Saved data entries:
//! Progress reporting for long running operations such as level generation
//!
//! Operations open nested progress scopes with [`ProgressTracker::observe`];
//! registered observers are notified with the current stack of states.

use parking_lot::Mutex;
use std::sync::Arc;

/// State of one progress scope
#[derive(Debug, Clone, PartialEq)]
pub struct ProgressState {
    pub label: String,
    pub total_work: f64,
    pub completed_work: f64,
    pub error: Option<String>,
}

impl ProgressState {
    pub fn new(label: impl Into<String>, total_work: f64) -> Self {
        Self {
            label: label.into(),
            total_work,
            completed_work: 0.0,
            error: None,
        }
    }

    /// Completed fraction of the total work
    pub fn progress(&self) -> f64 {
        if self.total_work > 0.0 {
            self.completed_work / self.total_work
        } else {
            0.0
        }
    }
}

/// Receives progress notifications
pub trait ProgressObserver: Send + Sync {
    fn on_begin(&self, state_stack: &[ProgressState]);

    fn on_update(&self, state_stack: &[ProgressState]);

    fn on_end(&self, state_stack: &[ProgressState]);
}

/// Prints one line per notification to stdout
#[derive(Debug, Default, Clone, Copy)]
pub struct ConsoleProgressObserver;

impl ProgressObserver for ConsoleProgressObserver {
    fn on_begin(&self, state_stack: &[ProgressState]) {
        println!("{}", format_progress(state_stack, Some("...")));
    }

    fn on_update(&self, state_stack: &[ProgressState]) {
        println!("{}", format_progress(state_stack, None));
    }

    fn on_end(&self, state_stack: &[ProgressState]) {
        let failed = state_stack.first().is_some_and(|s| s.error.is_some());
        let marker = if failed { "error!" } else { "done." };
        println!("{}", format_progress(state_stack, Some(marker)));
    }
}

/// Format a state stack as `outer - 50.0%: inner - done.`.
///
/// A `status_label` replaces the percentage of the innermost state.
pub fn format_progress(state_stack: &[ProgressState], status_label: Option<&str>) -> String {
    let Some((last, outer)) = state_stack.split_last() else {
        return String::new();
    };
    let mut parts: Vec<String> = outer.iter().map(|s| format_state(s, None)).collect();
    parts.push(format_state(last, status_label));
    parts.join(": ")
}

fn format_state(state: &ProgressState, marker: Option<&str>) -> String {
    match marker {
        Some(marker) => format!("{} - {}", state.label, marker),
        None => format!("{} - {:.1}%", state.label, 100.0 * state.progress()),
    }
}

/// Format seconds as `10.4s`, `16min 40.4s` or ` 1hr  0min  0.0s`
pub fn format_time(seconds: f64) -> String {
    let (m, s) = div_mod(seconds, 60.0);
    let (h, m) = div_mod(m, 60.0);
    if h != 0.0 {
        format!("{h:2.0}hr {m:2.0}min {s:4.1}s")
    } else if m != 0.0 {
        format!("{m:2.0}min {s:4.1}s")
    } else {
        format!("{s:4.1}s")
    }
}

fn div_mod(value: f64, divisor: f64) -> (f64, f64) {
    let quotient = (value / divisor).floor();
    (quotient, value - quotient * divisor)
}

/// Holds the observers and the stack of open progress scopes
#[derive(Default, Clone)]
pub struct ProgressTracker {
    observers: Vec<Arc<dyn ProgressObserver>>,
    state_stack: Arc<Mutex<Vec<ProgressState>>>,
}

impl ProgressTracker {
    pub fn new() -> Self {
        Self::default()
    }

    pub fn with_observer(mut self, observer: Arc<dyn ProgressObserver>) -> Self {
        self.observers.push(observer);
        self
    }

    /// Open a progress scope, closed when the returned guard is dropped
    pub fn observe(&self, label: impl Into<String>, total_work: f64) -> ProgressGuard<'_> {
        let snapshot = {
            let mut stack = self.state_stack.lock();
            stack.push(ProgressState::new(label, total_work));
            stack.clone()
        };
        self.notify(|observer| observer.on_begin(&snapshot));
        ProgressGuard { tracker: self }
    }

    /// Snapshot of the currently open scopes
    pub fn state_stack(&self) -> Vec<ProgressState> {
        self.state_stack.lock().clone()
    }

    fn notify(&self, f: impl Fn(&dyn ProgressObserver)) {
        for observer in &self.observers {
            f(observer.as_ref());
        }
    }

    fn update_top(&self, f: impl FnOnce(&mut ProgressState)) -> Vec<ProgressState> {
        let mut stack = self.state_stack.lock();
        if let Some(state) = stack.last_mut() {
            f(state);
        }
        stack.clone()
    }
}

/// Guard of an open progress scope
pub struct ProgressGuard<'a> {
    tracker: &'a ProgressTracker,
}

impl ProgressGuard<'_> {
    /// Add completed work and notify observers
    pub fn worked(&self, work: f64) {
        let snapshot = self.tracker.update_top(|state| {
            state.completed_work = (state.completed_work + work).min(state.total_work);
        });
        self.tracker.notify(|observer| observer.on_update(&snapshot));
    }

    /// Mark the scope and all enclosing scopes as failed
    pub fn fail(&self, error: impl Into<String>) {
        let error = error.into();
        let mut stack = self.tracker.state_stack.lock();
        for state in stack.iter_mut() {
            state.error = Some(error.clone());
        }
    }
}

impl Drop for ProgressGuard<'_> {
    fn drop(&mut self) {
        let snapshot = self.tracker.state_stack();
        self.tracker.notify(|observer| observer.on_end(&snapshot));
        self.tracker.state_stack.lock().pop();
    }
}
impl<'a> WmtsCapabilities<'a> {
    pub fn new(datasets: &'a [LayerDataset], options: &'a WmtsOptions) -> Result<Self> {
        let schemes = options
            .tile_matrix_sets
            .iter()
            .map(|id| TilingScheme::for_name(id))
            .collect::<Result<Vec<_>>>()?;
        if schemes.is_empty() {
            return Err(XcubeError::InvalidValue(
                "at least one tile matrix set is required".to_string(),
            ));
        }
        Ok(Self {
            datasets,
            options,
            schemes,
        })
    }

    fn base_url(&self) -> &str {
        self.options.base_url.trim_end_matches('/')
    }

    pub fn to_element(&self) -> Result<Element> {
        let base_url = self.base_url();
        Ok(Element::new("Capabilities")
            .attr("xmlns", WMTS_NAMESPACE)
            .attr("xmlns:ows", OWS_NAMESPACE)
            .attr("xmlns:xlink", XLINK_NAMESPACE)
            .attr("xmlns:xsi", XSI_NAMESPACE)
            .attr("xsi:schemaLocation", WMTS_SCHEMA_LOCATION)
            .attr("version", WMTS_VERSION)
            .child(self.service_identification())
            .child(self.service_provider())
            .child(self.operations_metadata())
            .child(self.contents()?)
            .child(self.themes())
            .child(Element::new("ServiceMetadataURL").attr(
                "xlink:href",
                format!("{base_url}/wmts/{WMTS_VERSION}/WMTSCapabilities.xml"),
            )))
    }

    /// Render the Capabilities document
    pub fn to_xml(&self) -> Result<String> {
        Ok(self.to_element()?.to_document())
    }

    fn service_identification(&self) -> Element {
        Element::new("ows:ServiceIdentification")
            .text_child("ows:Title", "xcube WMTS")
            .text_child(
                "ows:Abstract",
                "Web Map Tile Service (WMTS) for xcube-conformant data cubes",
            )
            .child(Element::new("ows:Keywords").children(
                ["tile", "tile matrix set", "map"].map(|k| Element::text_element("ows:Keyword", k)),
            ))
            .text_child("ows:ServiceType", "OGC WMTS")
            .text_child("ows:ServiceTypeVersion", WMTS_VERSION)
            .text_child("ows:Fees", "none")
            .text_child("ows:AccessConstraints", "none")
    }

    fn service_provider(&self) -> Element {
        let p = &self.options.service_provider;
        Element::new("ows:ServiceProvider")
            .text_child("ows:ProviderName", &p.provider_name)
            .child(Element::new("ows:ProviderSite").attr("xlink:href", &p.provider_site))
            .child(
                Element::new("ows:ServiceContact")
                    .text_child("ows:IndividualName", &p.individual_name)
                    .text_child("ows:PositionName", &p.position_name)
                    .child(
                        Element::new("ows:ContactInfo")
                            .child(Element::new("ows:Phone").text_child("ows:Voice", &p.phone_voice))
                            .child(
                                Element::new("ows:Address")
                                    .text_child("ows:DeliveryPoint", &p.delivery_point)
                                    .text_child("ows:City", &p.city)
                                    .text_child("ows:PostalCode", &p.postal_code)
                                    .text_child("ows:Country", &p.country)
                                    .text_child(
                                        "ows:ElectronicMailAddress",
                                        &p.electronic_mail_address,
                                    ),
                            ),
                    ),
            )
    }

    fn operations_metadata(&self) -> Element {
        let base_url = self.base_url();
        let get = |href: String, encoding: &str| {
            Element::new("ows:Get").attr("xlink:href", href).child(
                Element::new("ows:Constraint")
                    .attr("name", "GetEncoding")
                    .child(
                        Element::new("ows:AllowedValues").text_child("ows:Value", encoding),
                    ),
            )
        };
        let operation = |name: &str, rest_path: &str| {
            Element::new("ows:Operation").attr("name", name).child(
                Element::new("ows:DCP").child(
                    Element::new("ows:HTTP")
                        .child(get(format!("{base_url}/wmts/kvp?"), "KVP"))
                        .child(get(format!("{base_url}/wmts/{WMTS_VERSION}/{rest_path}"), "REST")),
                ),
            )
        };
        Element::new("ows:OperationsMetadata")
            .child(operation("GetCapabilities", "WMTSCapabilities.xml"))
            .child(operation("GetTile", "tile/"))
    }

    fn contents(&self) -> Result<Element> {
        let mut contents = Element::new("Contents");
        let mut max_levels = vec![0usize; self.schemes.len()];
        for dataset in self.datasets {
            let (lon0, lat0, lon1, lat1) = dataset.wgs84_bbox()?;
            for (i, scheme) in self.schemes.iter().enumerate() {
                let (_, max_level) = dataset.tile_levels(scheme)?;
                max_levels[i] = max_levels[i].max(max_level);
            }
            for var in &dataset.variables {
                contents = contents.child(self.layer(dataset, var, (lon0, lat0, lon1, lat1)));
            }
        }
        for (scheme, max_level) in self.schemes.iter().zip(max_levels) {
            contents = contents.child(tile_matrix_set(scheme, max_level));
        }
        Ok(contents)
    }

    fn layer(
        &self,
        dataset: &LayerDataset,
        var: &LayerVariable,
        bbox: (f64, f64, f64, f64),
    ) -> Element {
        let base_url = self.base_url();
        let identifier = format!("{}.{}", dataset.ds_id, var.name);
        let mut layer = Element::new("Layer")
            .text_child("ows:Identifier", &identifier)
            .text_child("ows:Title", format!("{} - {}", dataset.title, var.title))
            .text_child("ows:Abstract", &var.abstract_text)
            .child(
                Element::new("ows:WGS84BoundingBox")
                    .text_child("ows:LowerCorner", format!("{} {}", bbox.0, bbox.1))
                    .text_child("ows:UpperCorner", format!("{} {}", bbox.2, bbox.3)),
            )
            .child(
                Element::new("Style")
                    .attr("isDefault", "true")
                    .text_child("ows:Identifier", "Default"),
            )
            .text_child("Format", TILE_FORMAT)
            .children(self.schemes.iter().map(|scheme| {
                Element::new("TileMatrixSetLink").text_child("TileMatrixSet", scheme.identifier)
            }))
            .child(
                Element::new("ResourceURL")
                    .attr("format", TILE_FORMAT)
                    .attr("resourceType", "tile")
                    .attr(
                        "template",
                        format!(
                            "{base_url}/wmts/{WMTS_VERSION}/tile/{}/{}/{{TileMatrixSet}}/{{TileMatrix}}/{{TileRow}}/{{TileCol}}.png",
                            dataset.ds_id, var.name
                        ),
                    ),
            );
        if let Some(last) = dataset.time_labels.last() {
            layer = layer.child(
                Element::new("Dimension")
                    .text_child("ows:Identifier", "time")
                    .text_child("ows:Title", "time")
                    .text_child("ows:UOM", "ISO8601")
                    .text_child("Default", format_datetime(last))
                    .text_child("Current", "true")
                    .children(
                        dataset
                            .time_labels
                            .iter()
                            .map(|t| Element::text_element("Value", format_datetime(t))),
                    ),
            );
        }
        layer
    }

    fn themes(&self) -> Element {
        Element::new("Themes").children(self.datasets.iter().map(|dataset| {
            Element::new("Theme")
                .text_child("ows:Title", &dataset.title)
                .text_child("ows:Abstract", "")
                .text_child("ows:Identifier", &dataset.ds_id)
                .children(dataset.variables.iter().map(|var| {
                    let identifier = format!("{}.{}", dataset.ds_id, var.name);
                    Element::new("Theme")
                        .text_child("ows:Title", &var.title)
                        .text_child("ows:Abstract", &var.abstract_text)
                        .text_child("ows:Identifier", &identifier)
                        .text_child("LayerRef", &identifier)
                }))
        }))
    }
}

fn tile_matrix_set(scheme: &TilingScheme, max_level: usize) -> Element {
    let (x0, y1) = scheme.top_left_corner();
    Element::new("TileMatrixSet")
        .text_child("ows:Identifier", scheme.identifier)
        .text_child("ows:Title", scheme.identifier)
        .text_child("ows:SupportedCRS", scheme.crs_urn())
        .text_child("WellKnownScaleSet", scheme.well_known_scale_set)
        .children((0..=max_level).map(|level| {
            let (matrix_width, matrix_height) = scheme.num_tiles(level);
            Element::new("TileMatrix")
                .text_child("ows:Identifier", scheme.tile_matrix_id(level))
                .text_child("ScaleDenominator", scheme.scale_denominator(level))
                .text_child("TopLeftCorner", format!("{x0} {y1}"))
                .text_child("TileWidth", scheme.tile_size)
                .text_child("TileHeight", scheme.tile_size)
                .text_child("MatrixWidth", matrix_width)
                .text_child("MatrixHeight", matrix_height)
        }))
}

/// Collect the layer datasets of all visible configured datasets
pub async fn get_layer_datasets(ctx: &DatasetsContext) -> ApiResult<Vec<LayerDataset>> {
    let mut layer_datasets = Vec::new();
    for ds_config in ctx.get_dataset_configs() {
        if ds_config.hidden {
            continue;
        }
        let ml_dataset = ctx.get_ml_dataset(&ds_config.identifier).await?;
        let dataset = ml_dataset.get_dataset(0).await?;
        let layer_dataset = LayerDataset::from_dataset(
            ds_config.identifier.clone(),
            ds_config.title.clone(),
            &dataset,
            ml_dataset.grid_mapping().clone(),
            ml_dataset.num_levels(),
        )?;
        if let Err(e) = layer_dataset.wgs84_bbox() {
            warn!("skipping dataset {:?} in WMTS: {e}", ds_config.identifier);
            continue;
        }
        layer_datasets.push(layer_dataset);
    }
    Ok(layer_datasets)
}

/// Capabilities XML of all visible datasets
pub async fn get_wmts_capabilities_xml(ctx: &DatasetsContext, base_url: &str) -> ApiResult<String> {
    let config = ctx.config();
    let options = WmtsOptions {
        base_url: format!("{}{}", base_url.trim_end_matches('/'), config.reverse_url_prefix()),
        service_provider: config.service_provider.clone().unwrap_or_default(),
        ..WmtsOptions::default()
    };
    let datasets = get_layer_datasets(ctx).await?;
    Ok(WmtsCapabilities::new(&datasets, &options)?.to_xml()?)
}
//! Tiling schemes of the OGC well-known tile matrix sets

use crate::crs::Crs;
use crate::error::{Result, XcubeError};
use std::f64::consts::PI;

/// Tile width and height in pixels
pub const TILE_SIZE: usize = 256;

/// Standardized rendering pixel size in metres
pub const STANDARD_PIXEL_SIZE: f64 = 0.00028;

/// WGS 84 semi-major axis in metres
pub const EARTH_RADIUS: f64 = 6_378_137.0;

/// Metres per degree along the equator
pub const METERS_PER_DEGREE: f64 = 2.0 * PI * EARTH_RADIUS / 360.0;

/// Half the extent of the web mercator projection
pub const WEB_MERCATOR_EXTENT: f64 = PI * EARTH_RADIUS;

/// A tiling scheme with a fixed number of level-zero tiles,
/// each level doubling the tile counts of the previous one.
#[derive(Debug, Clone, PartialEq)]
pub struct TilingScheme {
    pub identifier: &'static str,
    pub crs: Crs,
    /// URN of the well-known scale set
    pub well_known_scale_set: &'static str,
    /// Number of tiles `(x, y)` at level 0
    pub num_level_zero_tiles: (usize, usize),
    pub tile_size: usize,
    /// `(x_min, y_min, x_max, y_max)` in CRS units
    pub bbox: (f64, f64, f64, f64),
}

impl TilingScheme {
    /// Geographic scheme with 2 x 1 tiles at level 0
    pub fn world_crs84_quad() -> Self {
        Self {
            identifier: "WorldCRS84Quad",
            crs: Crs::Crs84,
            well_known_scale_set: "urn:ogc:def:wkss:OGC:1.0:GoogleCRS84Quad",
            num_level_zero_tiles: (2, 1),
            tile_size: TILE_SIZE,
            bbox: (-180.0, -90.0, 180.0, 90.0),
        }
    }

    /// Web mercator scheme with a single tile at level 0
    pub fn world_web_mercator_quad() -> Self {
        Self {
            identifier: "WorldWebMercatorQuad",
            crs: Crs::WEB_MERCATOR,
            well_known_scale_set: "urn:ogc:def:wkss:OGC:1.0:GoogleMapsCompatible",
            num_level_zero_tiles: (1, 1),
            tile_size: TILE_SIZE,
            bbox: (
                -WEB_MERCATOR_EXTENT,
                -WEB_MERCATOR_EXTENT,
                WEB_MERCATOR_EXTENT,
                WEB_MERCATOR_EXTENT,
            ),
        }
    }

    /// Look up a scheme by identifier or CRS name
    pub fn for_name(name: &str) -> Result<Self> {
        match name {
            "WorldCRS84Quad" | "CRS84" | "OGC:CRS84" | "EPSG:4326" => Ok(Self::world_crs84_quad()),
            "WorldWebMercatorQuad" | "EPSG:3857" => Ok(Self::world_web_mercator_quad()),
            _ => Err(XcubeError::InvalidValue(format!(
                "unknown tiling scheme {name:?}"
            ))),
        }
    }

    pub fn is_geographic(&self) -> bool {
        self.crs.is_geographic()
    }

    /// Metres per CRS unit
    pub fn meters_per_unit(&self) -> f64 {
        if self.is_geographic() {
            METERS_PER_DEGREE
        } else {
            1.0
        }
    }

    /// Number of tiles `(x, y)` at a level
    pub fn num_tiles(&self, level: usize) -> (usize, usize) {
        let factor = 1usize << level;
        (
            self.num_level_zero_tiles.0 * factor,
            self.num_level_zero_tiles.1 * factor,
        )
    }

    /// Pixel size in CRS units at a level
    pub fn resolution(&self, level: usize) -> f64 {
        let (x_min, _, x_max, _) = self.bbox;
        let (num_tiles_x, _) = self.num_tiles(level);
        (x_max - x_min) / (num_tiles_x * self.tile_size) as f64
    }

    /// Scale denominator of a level for 0.28 mm pixels
    pub fn scale_denominator(&self, level: usize) -> f64 {
        self.resolution(level) * self.meters_per_unit() / STANDARD_PIXEL_SIZE
    }

    /// Upper left corner `(x, y)` in CRS units
    pub fn top_left_corner(&self) -> (f64, f64) {
        (self.bbox.0, self.bbox.3)
    }

    /// Bounding box of tile `(x, y)` at level `z`, rows counted from the top
    pub fn tile_bbox(&self, x: usize, y: usize, z: usize) -> Result<(f64, f64, f64, f64)> {
        let (num_tiles_x, num_tiles_y) = self.num_tiles(z);
        if x >= num_tiles_x || y >= num_tiles_y {
            return Err(XcubeError::OutOfBounds(format!(
                "tile ({x}, {y}) does not exist at level {z}"
            )));
        }
        let tile_extent = self.resolution(z) * self.tile_size as f64;
        let (x_min, y_max) = self.top_left_corner();
        let x0 = x_min + x as f64 * tile_extent;
        let y1 = y_max - y as f64 * tile_extent;
        Ok((x0, y1 - tile_extent, x0 + tile_extent, y1))
    }

    /// Smallest level whose pixel size is not coarser than `resolution_meters`
    fn level_for_resolution(&self, resolution_meters: f64) -> usize {
        let res_0 = self.resolution(0) * self.meters_per_unit();
        if resolution_meters >= res_0 {
            return 0;
        }
        let level = (res_0 / resolution_meters).log2();
        // tolerate rounding noise of exact powers of two
        let rounded = level.round();
        if (level - rounded).abs() < 1e-6 {
            rounded as usize
        } else {
            level.ceil() as usize
        }
    }

    /// Range of levels `(min, max)` needed to show a dataset with the
    /// given finest and coarsest pixel sizes.
    ///
    /// `geographic` tells whether the resolutions are in degrees, otherwise
    /// they are in metres.
    pub fn get_levels_for_resolution(
        &self,
        finest_res: f64,
        coarsest_res: f64,
        geographic: bool,
    ) -> Result<(usize, usize)> {
        if !(finest_res > 0.0 && coarsest_res >= finest_res) {
            return Err(XcubeError::InvalidValue(format!(
                "invalid resolutions {finest_res} and {coarsest_res}"
            )));
        }
        let to_meters = if geographic { METERS_PER_DEGREE } else { 1.0 };
        Ok((
            self.level_for_resolution(coarsest_res * to_meters),
            self.level_for_resolution(finest_res * to_meters),
        ))
    }

    /// Tile matrix identifier of a level, e.g. `"3"`
    pub fn tile_matrix_id(&self, level: usize) -> String {
        level.to_string()
    }

    /// URN of the scheme's CRS as used in WMTS documents
    pub fn crs_urn(&self) -> String {
        self.crs.urn()
    }
}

• Required action:
Search the lines above for the string "ProgressTracker", then show every one that has it.

• Output for this task:
//! Operations open nested progress scopes with [`ProgressTracker::observe`];
pub struct ProgressTracker {
impl ProgressTracker {
    tracker: &'a ProgressTracker,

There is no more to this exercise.